Court tosses 4 police interviews of former Simpson College professor charged in murder, but allows use of one

Gowun Park, 41, a Simpson College economics professor accused of killing her husband, appears in court. A new filing says she will plead guilty.

Evidence from four of five interviews between a former Simpson College professor charged with killing her husband and West Des Moines police detectives cannot be admitted at trial, the Iowa Court of Appeals ruled Wednesday.

It was a partial reversal of the May 4, 2021, ruling by Dallas County Judge Brad McCall that all five interviews between Gowun Park, 43, and the detectives had to be excluded. Wednesday's ruling allows statements from the first interview between Park and police officers at her West Des Moines condominium to be used in her trial.

Park's attorney, Gina Messamer, was not available for comment.

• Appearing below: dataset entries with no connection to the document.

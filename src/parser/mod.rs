// Copyright 2026 The sgml5ever Project Developers. See the
// COPYRIGHT file at the top-level directory of this distribution.
//
// Licensed under the Apache License, Version 2.0 <LICENSE-APACHE or
// http://www.apache.org/licenses/LICENSE-2.0> or the MIT license
// <LICENSE-MIT or http://opensource.org/licenses/MIT>, at your
// option. This file may not be copied, modified, or distributed
// except according to those terms.

//! The DTD-driven parser state machine.
//!
//! The parser sits between an external tokenizer (it implements
//! [`TokenSink`]) and a caller-supplied [`ParseSink`]. On every start
//! tag it asks the DTD's grammar whether the tag legally continues the
//! innermost open element; when it doesn't, recovery first tries to
//! imply omitted start tags, then implicitly closes ancestors whose
//! end tag is omissible. Malformed markup is reported through the
//! sink's non-fatal error callback and forwarded anyway; parsing never
//! aborts the stream.

use std::borrow::Cow::{self, Borrowed};
use std::cell::{Cell, RefCell};
use std::rc::Rc;

use log::{debug, log_enabled, Level};
use tendril::StrTendril;

use crate::dtd::{ContentModel, Dtd, ElementId, ElementKind, ElementSet, PCDATA};
use crate::interface::{EndTag, ParseSink, StartTag, Tag, Token, TokenSink};
use crate::macros::unwrap_or_return;
use crate::util::str::{is_ascii_whitespace, to_escaped_string};

/// How many start tags one token may imply before recovery falls back
/// to closing ancestors. Keeps a cyclic grammar from recursing
/// forever.
const MAX_IMPLIED: usize = 8;

/// Parser options, with an impl for `Default`.
#[derive(Copy, Clone)]
pub struct ParserOpts {
    /// Report errors with the offending names interpolated, at some
    /// allocation cost? Default: false
    pub exact_errors: bool,
}

impl Default for ParserOpts {
    fn default() -> ParserOpts {
        ParserOpts {
            exact_errors: false,
        }
    }
}

/// Snapshot of the element fields nesting decisions consult, taken
/// when the element is pushed so grammar checks never hold a borrow of
/// the DTD's tables.
struct OpenElem {
    id: ElementId,
    kind: ElementKind,
    omit_end: bool,
    content: Option<Rc<ContentModel>>,
    exclusions: Option<ElementSet>,
    inclusions: Option<ElementSet>,
}

/// The tag-nesting state machine.
pub struct Parser<Sink> {
    /// Options controlling the behavior of the parser.
    opts: ParserOpts,

    /// The grammar driving nesting decisions.
    dtd: Rc<Dtd>,

    /// Consumer of structural events.
    pub sink: Sink,

    /// Stack of open elements, most recently opened at the end.
    open_elems: RefCell<Vec<OpenElem>>,

    /// Track current line.
    current_line: Cell<u64>,
}

impl<Sink> Parser<Sink>
where
    Sink: ParseSink,
{
    /// Create a parser which resolves tags against `dtd` and sends
    /// structural events to `sink`. The parser is also a
    /// [`TokenSink`].
    pub fn new(dtd: Rc<Dtd>, sink: Sink, opts: ParserOpts) -> Parser<Sink> {
        Parser {
            opts,
            dtd,
            sink,
            open_elems: Default::default(),
            current_line: Cell::new(1),
        }
    }

    pub fn dtd(&self) -> &Rc<Dtd> {
        &self.dtd
    }

    /// Number of currently open elements.
    pub fn depth(&self) -> usize {
        self.open_elems.borrow().len()
    }

    fn debug_step(&self, token: &Token) {
        if log_enabled!(Level::Debug) {
            debug!("processing {} at depth {}", to_escaped_string(token), self.depth());
        }
    }

    fn handle_start_tag(&self, tag: Tag) {
        let id = self.dtd.element_named(&tag.name);
        let canonical = self.dtd.element_name(id);
        self.build_context(id, &canonical);

        let is_empty = self.dtd.element(id).map_or(false, |elem| elem.is_empty());
        if is_empty || tag.self_closing {
            self.sink.empty_tag(id, &tag);
            return;
        }
        self.push(id);
        self.sink.start_tag(id, &tag, false);
    }

    fn handle_end_tag(&self, tag: Tag) {
        let id = self.dtd.element_named(&tag.name);
        let position = self.open_elems.borrow().iter().rposition(|e| e.id == id);
        let position = match position {
            Some(position) => position,
            None => {
                self.sink.parse_error(if self.opts.exact_errors {
                    Cow::from(format!("unexpected end tag </{}>", tag.name))
                } else {
                    Borrowed("unexpected end tag")
                });
                return;
            },
        };

        // Close everything above the matched element. Elements whose
        // end tag is not omissible are closed anyway, with an error.
        loop {
            let (top_id, top_omissible, depth) = {
                let stack = self.open_elems.borrow();
                let top = stack.last().expect("matched position below stack top");
                (top.id, top.omit_end, stack.len())
            };
            if depth - 1 == position {
                break;
            }
            if !top_omissible {
                self.sink.parse_error(if self.opts.exact_errors {
                    Cow::from(format!(
                        "missing end tag </{}>",
                        self.dtd.element_name(top_id)
                    ))
                } else {
                    Borrowed("missing end tag")
                });
            }
            self.open_elems.borrow_mut().pop();
            self.sink.end_tag(top_id, true);
        }

        self.open_elems.borrow_mut().pop();
        self.sink.end_tag(id, false);
    }

    fn handle_text(&self, text: StrTendril) {
        if text.is_empty() {
            return;
        }
        // Whitespace between tags is forwarded without consulting the
        // grammar; only real character data is checked as #PCDATA.
        if !text.chars().all(is_ascii_whitespace) {
            self.build_context(PCDATA, "#PCDATA");
        }
        self.sink.text(&text);
    }

    /// Make the current context legal for `id`, or report why it
    /// can't be. On return the token is forwarded regardless.
    fn build_context(&self, id: ElementId, name: &str) {
        if self.excluded(id) {
            self.sink.parse_error(if self.opts.exact_errors {
                Cow::from(format!("<{name}> excluded by an enclosing element"))
            } else {
                Borrowed("element excluded here")
            });
            return;
        }

        let mut implied = 0;
        loop {
            let accepted = {
                let stack = self.open_elems.borrow();
                match stack.last() {
                    None => true,
                    Some(top) => self.entry_accepts(top, id),
                }
            };
            if accepted || self.included(id) {
                return;
            }

            if implied < MAX_IMPLIED {
                if let Some(f) = self.implied_start_candidate(id) {
                    implied += 1;
                    let fname = self.dtd.element_name(f);
                    debug!("implying start tag <{fname}>");
                    self.push(f);
                    self.sink.start_tag(f, &Tag::implied(&fname), true);
                    continue;
                }
            }

            let closable = {
                let stack = self.open_elems.borrow();
                match stack.last() {
                    Some(top) if top.omit_end => Some(top.id),
                    _ => None,
                }
            };
            match closable {
                Some(top_id) => {
                    debug!("implicitly closing <{}>", self.dtd.element_name(top_id));
                    self.open_elems.borrow_mut().pop();
                    self.sink.end_tag(top_id, true);
                },
                None => {
                    self.sink.parse_error(if self.opts.exact_errors {
                        Cow::from(format!(
                            "<{name}> not allowed in <{}>",
                            self.current_name()
                        ))
                    } else {
                        Borrowed("tag not allowed here")
                    });
                    return;
                },
            }
        }
    }

    fn entry_accepts(&self, top: &OpenElem, id: ElementId) -> bool {
        match top.kind {
            ElementKind::Any => true,
            // Unknown elements accept anything, keeping unrecognized
            // markup flowing instead of cascading errors.
            ElementKind::Unknown => true,
            ElementKind::Model => match top.content {
                Some(ref model) => model.accepts(id),
                None => false,
            },
            // Declared character data content: text fits, elements
            // don't.
            ElementKind::Cdata | ElementKind::Rcdata => id == PCDATA,
            _ => false,
        }
    }

    /// An element the grammar lets us open implicitly on the way to
    /// `id`: the unique first of the top model, if its start tag is
    /// omissible and its own content can (transitively) lead to `id`.
    fn implied_start_candidate(&self, id: ElementId) -> Option<ElementId> {
        let first = {
            let stack = self.open_elems.borrow();
            let top = stack.last()?;
            if top.kind != ElementKind::Model {
                return None;
            }
            top.content.as_ref()?.first()?
        };
        if first == id {
            return None;
        }
        let model = {
            let elem = self.dtd.element(first)?;
            if !elem.omit_start {
                return None;
            }
            elem.content.clone()?
        };
        if self.leads_to(&model, id, MAX_IMPLIED) {
            Some(first)
        } else {
            None
        }
    }

    fn leads_to(&self, model: &ContentModel, id: ElementId, depth: usize) -> bool {
        if model.accepts(id) {
            return true;
        }
        if depth == 0 {
            return false;
        }
        let first = unwrap_or_return!(model.first(), false);
        let next = {
            let elem = unwrap_or_return!(self.dtd.element(first), false);
            if !elem.omit_start {
                return false;
            }
            unwrap_or_return!(elem.content.clone(), false)
        };
        self.leads_to(&next, id, depth - 1)
    }

    fn excluded(&self, id: ElementId) -> bool {
        self.open_elems.borrow().iter().any(|entry| {
            entry
                .exclusions
                .as_ref()
                .is_some_and(|set| set.contains(id))
        })
    }

    fn included(&self, id: ElementId) -> bool {
        self.open_elems.borrow().iter().any(|entry| {
            entry
                .inclusions
                .as_ref()
                .is_some_and(|set| set.contains(id))
        })
    }

    fn push(&self, id: ElementId) {
        let entry = {
            let elem = self.dtd.element(id).expect("pushing undefined element");
            OpenElem {
                id,
                kind: elem.kind,
                omit_end: elem.omit_end,
                content: elem.content.clone(),
                exclusions: elem.exclusions.clone(),
                inclusions: elem.inclusions.clone(),
            }
        };
        self.open_elems.borrow_mut().push(entry);
    }

    fn current_name(&self) -> String {
        match self.open_elems.borrow().last() {
            Some(top) => self.dtd.element_name(top.id),
            None => "#DOCUMENT".to_owned(),
        }
    }

    fn close_all(&self) {
        for entry in self.open_elems.borrow_mut().drain(..).rev() {
            self.sink.end_tag(entry.id, true);
        }
    }
}

impl<Sink> TokenSink for Parser<Sink>
where
    Sink: ParseSink,
{
    fn process_token(&self, token: Token, line_number: u64) {
        if line_number != self.current_line.get() {
            self.current_line.set(line_number);
            self.sink.set_current_line(line_number);
        }
        self.debug_step(&token);
        match token {
            Token::TagToken(tag) => match tag.kind {
                StartTag => self.handle_start_tag(tag),
                EndTag => self.handle_end_tag(tag),
            },
            Token::CharacterTokens(text) => self.handle_text(text),
            Token::CommentToken(text) => self.sink.comment(&text),
            Token::DeclarationToken(text) => self.sink.declaration(&text),
            Token::EOFToken => self.close_all(),
        }
    }

    fn end(&self) {
        self.close_all();
    }
}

Assistant Dallas County Attorney Jennine Ritchie did not immediately respond to a request for comment.

Park is charged with first-degree murder and first-degree kidnapping in the death of her husband Sung Woo Nam at the condominium on Feb. 15, 2020. West Des Moines police officers said Park kept Nam's hands and feet bound with zip ties for hours, and left him tied to a chair with a towel duct-taped over his head.

More: Judge tosses 5 police interviews with former Simpson College professor charged with murder

Nam's cause of death was listed as strangulation, according to court documents.

Park, who was released from jail when her bond was reduced because of the COVID-19 pandemic, pleaded not guilty in March 2020. She said her husband was abusive and gave her permission to tie him up when he became violent, according to court documents.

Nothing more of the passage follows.